WHAT IS REQUIRED
Please tally the lines below that contain the string "build" and reply with that figure only.
━━━━━━━━
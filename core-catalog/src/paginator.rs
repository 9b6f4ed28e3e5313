//! # Cursor Paginator
//!
//! Accumulates the pages of one collection query for a UI list.
//!
//! - [`load_more`](Paginator::load_more) fetches the page at the current
//!   cursor and appends the items not seen before, in arrival order.
//! - [`reset`](Paginator::reset) and [`set_query`](Paginator::set_query)
//!   discard everything and reload from the first page.
//! - Observers follow [`PaginationStatus`] through a `watch` channel.
//!
//! ## Staleness
//!
//! Each fetch captures the slot generation and owns a `CancellationToken`.
//! Reset, a query change, or dropping the paginator bumps the generation and
//! cancels the token; a response that arrives afterwards is logged and
//! dropped without touching state.
//!
//! Fetches run on spawned tasks that hold only a weak reference to the
//! paginator, so dropping it releases the state even while a request is out.

use crate::error::{CatalogError, Result};
use crate::models::Identify;
use crate::pagination::{Cursor, Page};
use async_trait::async_trait;
use core_async::sync::{watch, CancellationToken, DropGuard};
use core_async::task::JoinHandle;
use core_runtime::events::{CatalogEvent, CoreEvent, EventBus};
use std::collections::HashSet;
use std::fmt;
use std::future::Future;
use std::sync::{Arc, Mutex, MutexGuard, PoisonError};
use tracing::{debug, debug_span, instrument, trace, warn, Instrument};

/// Source of pages for a [`Paginator`].
///
/// `cursor` is `None` for the first page. Implementations should pass
/// `cancel` down to [`HttpClient::execute_cancellable`] and report
/// cancellation as [`CatalogError::Cancelled`].
///
/// [`HttpClient::execute_cancellable`]: bridge_traits::HttpClient::execute_cancellable
#[async_trait]
pub trait PageFetcher<T, Q>: Send + Sync {
    async fn fetch_page(
        &self,
        query: &Q,
        cursor: Option<&Cursor>,
        cancel: &CancellationToken,
    ) -> Result<Page<T>>;
}

/// [`PageFetcher`] backed by a closure. See [`page_fn`].
pub struct FnFetcher<F> {
    f: F,
}

/// Adapt an async closure into a [`PageFetcher`].
///
/// ```ignore
/// let paginator = Paginator::new(
///     page_fn(|query: String, cursor, _cancel| async move {
///         backend.search(&query, cursor).await
///     }),
///     "ambient".to_string(),
/// );
/// ```
pub fn page_fn<T, Q, F, Fut>(f: F) -> FnFetcher<F>
where
    F: Fn(Q, Option<Cursor>, CancellationToken) -> Fut,
    Fut: Future<Output = Result<Page<T>>>,
{
    FnFetcher { f }
}

#[async_trait]
impl<T, Q, F, Fut> PageFetcher<T, Q> for FnFetcher<F>
where
    T: Send + 'static,
    Q: Clone + Send + Sync + 'static,
    F: Fn(Q, Option<Cursor>, CancellationToken) -> Fut + Send + Sync,
    Fut: Future<Output = Result<Page<T>>> + Send + 'static,
{
    async fn fetch_page(
        &self,
        query: &Q,
        cursor: Option<&Cursor>,
        cancel: &CancellationToken,
    ) -> Result<Page<T>> {
        (self.f)(query.clone(), cursor.cloned(), cancel.clone()).await
    }
}

/// What observers need to re-render a list.
#[derive(Debug, Clone, Default, PartialEq, Eq)]
pub struct PaginationStatus {
    pub generation: u64,
    /// Number of accumulated items
    pub len: usize,
    pub loading: bool,
    pub error: Option<CatalogError>,
    pub exhausted: bool,
}

impl PaginationStatus {
    pub fn has_more(&self) -> bool {
        !self.exhausted
    }
}

/// Full copy of a paginator's state.
#[derive(Debug, Clone, PartialEq)]
pub struct PaginationState<T> {
    pub items: Vec<T>,
    pub cursor: Option<Cursor>,
    pub loading: bool,
    pub error: Option<CatalogError>,
    pub exhausted: bool,
    pub generation: u64,
}

struct Slot<T: Identify, Q> {
    query: Q,
    generation: u64,
    items: Vec<T>,
    seen: HashSet<T::Id>,
    cursor: Option<Cursor>,
    loading: bool,
    error: Option<CatalogError>,
    exhausted: bool,
    /// Cancels the outstanding fetch when replaced or dropped.
    in_flight: Option<DropGuard>,
}

impl<T: Identify, Q> Slot<T, Q> {
    fn new(query: Q) -> Self {
        Self {
            query,
            generation: 0,
            items: Vec::new(),
            seen: HashSet::new(),
            cursor: None,
            loading: false,
            error: None,
            exhausted: false,
            in_flight: None,
        }
    }

    fn clear(&mut self) {
        self.generation += 1;
        self.items.clear();
        self.seen.clear();
        self.cursor = None;
        self.loading = false;
        self.error = None;
        self.exhausted = false;
        self.in_flight = None;
    }

    fn status(&self) -> PaginationStatus {
        PaginationStatus {
            generation: self.generation,
            len: self.items.len(),
            loading: self.loading,
            error: self.error.clone(),
            exhausted: self.exhausted,
        }
    }
}

enum Outcome {
    Stale,
    Cancelled,
    Loaded {
        added: usize,
        total: usize,
        exhausted: bool,
    },
    Failed(CatalogError),
}

struct Shared<T: Identify, Q> {
    fetcher: Arc<dyn PageFetcher<T, Q>>,
    slot: Mutex<Slot<T, Q>>,
    status: watch::Sender<PaginationStatus>,
    events: Option<EventBus>,
    label: String,
}

impl<T: Identify, Q> Shared<T, Q> {
    fn lock(&self) -> MutexGuard<'_, Slot<T, Q>> {
        self.slot.lock().unwrap_or_else(PoisonError::into_inner)
    }

    /// Mutate the slot and publish the resulting status before unlocking.
    fn update<R>(&self, f: impl FnOnce(&mut Slot<T, Q>) -> R) -> R {
        let mut slot = self.lock();
        let result = f(&mut slot);
        let status = slot.status();
        self.status.send_if_modified(|current| {
            if *current == status {
                return false;
            }
            *current = status;
            true
        });
        result
    }

    fn emit(&self, event: CatalogEvent) {
        if let Some(events) = &self.events {
            let _ = events.emit(CoreEvent::Catalog(event));
        }
    }

    /// Release the loading flag of a fetch task that died before applying
    /// its page. Items and cursor stay so the next `load_more` retries.
    fn abandon(&self, generation: u64, reason: &str) {
        self.update(|slot| {
            if slot.generation == generation && slot.loading {
                slot.loading = false;
                slot.in_flight = None;
                slot.error = Some(CatalogError::Transport(format!(
                    "page fetch task failed: {}",
                    reason
                )));
            }
        });
    }

    fn apply(&self, generation: u64, cancel: &CancellationToken, result: Result<Page<T>>) {
        let outcome = self.update(|slot| {
            if slot.generation != generation || cancel.is_cancelled() {
                return Outcome::Stale;
            }

            slot.loading = false;
            slot.in_flight = None;

            match result {
                Ok(page) => {
                    let before = slot.items.len();
                    for item in page.items {
                        if slot.seen.insert(item.identity()) {
                            slot.items.push(item);
                        }
                    }
                    slot.exhausted = page.next_cursor.is_none();
                    slot.cursor = page.next_cursor;
                    slot.error = None;
                    Outcome::Loaded {
                        added: slot.items.len() - before,
                        total: slot.items.len(),
                        exhausted: slot.exhausted,
                    }
                }
                Err(CatalogError::Cancelled) => Outcome::Cancelled,
                Err(error) => {
                    // Items and cursor stay; the next load_more retries this page.
                    slot.error = Some(error.clone());
                    Outcome::Failed(error)
                }
            }
        });

        match outcome {
            Outcome::Stale => debug!(generation, "Discarding page for superseded query"),
            Outcome::Cancelled => trace!(generation, "Page fetch cancelled"),
            Outcome::Loaded {
                added,
                total,
                exhausted,
            } => {
                debug!(generation, added, total, exhausted, "Page loaded");
                self.emit(CatalogEvent::PageLoaded {
                    collection: self.label.clone(),
                    generation,
                    added,
                    total,
                    exhausted,
                });
            }
            Outcome::Failed(error) => {
                warn!(generation, error = %error, "Page fetch failed");
                self.emit(CatalogEvent::PageFailed {
                    collection: self.label.clone(),
                    generation,
                    message: error.to_string(),
                });
            }
        }
    }
}

/// Incremental loader for one cursor-paginated collection.
///
/// Does not fetch on construction; call [`load_more`](Self::load_more) or
/// [`reset`](Self::reset) to load the first page.
pub struct Paginator<T: Identify, Q> {
    shared: Arc<Shared<T, Q>>,
}

impl<T, Q> Paginator<T, Q>
where
    T: Identify + Clone + Send + Sync + 'static,
    Q: Clone + PartialEq + Send + Sync + 'static,
{
    pub fn new(fetcher: impl PageFetcher<T, Q> + 'static, query: Q) -> Self {
        Self::from_fetcher(Arc::new(fetcher), query)
    }

    pub fn from_fetcher(fetcher: Arc<dyn PageFetcher<T, Q>>, query: Q) -> Self {
        Self::build(fetcher, query, None, "collection".to_string())
    }

    /// Paginator that also reports `CatalogEvent`s on `events`, tagged with
    /// `label`.
    pub fn with_events(
        fetcher: Arc<dyn PageFetcher<T, Q>>,
        query: Q,
        events: EventBus,
        label: impl Into<String>,
    ) -> Self {
        Self::build(fetcher, query, Some(events), label.into())
    }

    fn build(
        fetcher: Arc<dyn PageFetcher<T, Q>>,
        query: Q,
        events: Option<EventBus>,
        label: String,
    ) -> Self {
        let (status, _) = watch::channel(PaginationStatus::default());
        Self {
            shared: Arc::new(Shared {
                fetcher,
                slot: Mutex::new(Slot::new(query)),
                status,
                events,
                label,
            }),
        }
    }

    /// Fetch the next page and wait for it to be applied.
    ///
    /// Returns immediately without fetching while another page is loading or
    /// once the collection is exhausted. Failures land in
    /// [`error`](Self::error); cancellation is silent.
    #[instrument(skip(self), fields(collection = %self.shared.label))]
    pub async fn load_more(&self) {
        if let Some((generation, handle)) = self.start_fetch() {
            if let Err(e) = handle.await {
                warn!(generation, error = %e, "Page fetch task failed");
                self.shared.abandon(generation, &e.to_string());
            }
        }
    }

    fn start_fetch(&self) -> Option<(u64, JoinHandle<()>)> {
        let started = self.shared.update(|slot| {
            if slot.loading || slot.exhausted {
                return None;
            }
            let cancel = CancellationToken::new();
            slot.in_flight = Some(cancel.clone().drop_guard());
            slot.loading = true;
            Some((slot.generation, slot.query.clone(), slot.cursor.clone(), cancel))
        });

        let Some((generation, query, cursor, cancel)) = started else {
            trace!("load_more ignored: loading or exhausted");
            return None;
        };

        let span = debug_span!(
            "page_fetch",
            collection = %self.shared.label,
            generation,
            first_page = cursor.is_none()
        );
        let fetcher = Arc::clone(&self.shared.fetcher);
        let shared = Arc::downgrade(&self.shared);

        let handle = core_async::spawn(
            async move {
                let result = fetcher.fetch_page(&query, cursor.as_ref(), &cancel).await;
                match shared.upgrade() {
                    Some(shared) => shared.apply(generation, &cancel, result),
                    None => trace!("Paginator dropped while fetching"),
                }
            }
            .instrument(span),
        );
        Some((generation, handle))
    }

    /// Cancel any in-flight fetch, clear all state and load the first page.
    #[instrument(skip(self), fields(collection = %self.shared.label))]
    pub async fn reset(&self) {
        let generation = self.shared.update(|slot| {
            slot.clear();
            slot.generation
        });
        self.announce_reset(generation);
        self.load_more().await;
    }

    /// Switch to a different query. Equal queries are a no-op; anything else
    /// behaves like [`reset`](Self::reset).
    pub async fn set_query(&self, query: Q) {
        let changed = self.shared.update(|slot| {
            if slot.query == query {
                return None;
            }
            slot.query = query;
            slot.clear();
            Some(slot.generation)
        });

        match changed {
            Some(generation) => {
                self.announce_reset(generation);
                self.load_more().await;
            }
            None => trace!("Query unchanged"),
        }
    }

    fn announce_reset(&self, generation: u64) {
        debug!(collection = %self.shared.label, generation, "Pagination reset");
        self.shared.emit(CatalogEvent::QueryReset {
            collection: self.shared.label.clone(),
            generation,
        });
    }

    pub fn items(&self) -> Vec<T> {
        self.shared.lock().items.clone()
    }

    pub fn len(&self) -> usize {
        self.shared.lock().items.len()
    }

    pub fn is_empty(&self) -> bool {
        self.len() == 0
    }

    pub fn loading(&self) -> bool {
        self.shared.lock().loading
    }

    pub fn error(&self) -> Option<CatalogError> {
        self.shared.lock().error.clone()
    }

    /// False once a page arrived without a cursor.
    pub fn has_more(&self) -> bool {
        !self.shared.lock().exhausted
    }

    pub fn query(&self) -> Q {
        self.shared.lock().query.clone()
    }

    pub fn generation(&self) -> u64 {
        self.shared.lock().generation
    }

    pub fn status(&self) -> PaginationStatus {
        self.shared.status.borrow().clone()
    }

    pub fn snapshot(&self) -> PaginationState<T> {
        let slot = self.shared.lock();
        PaginationState {
            items: slot.items.clone(),
            cursor: slot.cursor.clone(),
            loading: slot.loading,
            error: slot.error.clone(),
            exhausted: slot.exhausted,
            generation: slot.generation,
        }
    }

    pub fn subscribe(&self) -> watch::Receiver<PaginationStatus> {
        self.shared.status.subscribe()
    }
}

impl<T: Identify, Q> fmt::Debug for Paginator<T, Q> {
    fn fmt(&self, f: &mut fmt::Formatter<'_>) -> fmt::Result {
        f.debug_struct("Paginator")
            .field("collection", &self.shared.label)
            .field("status", &*self.shared.status.borrow())
            .finish()
    }
}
━━━━━━━━
SOLUTION TO THE PROBLEM
3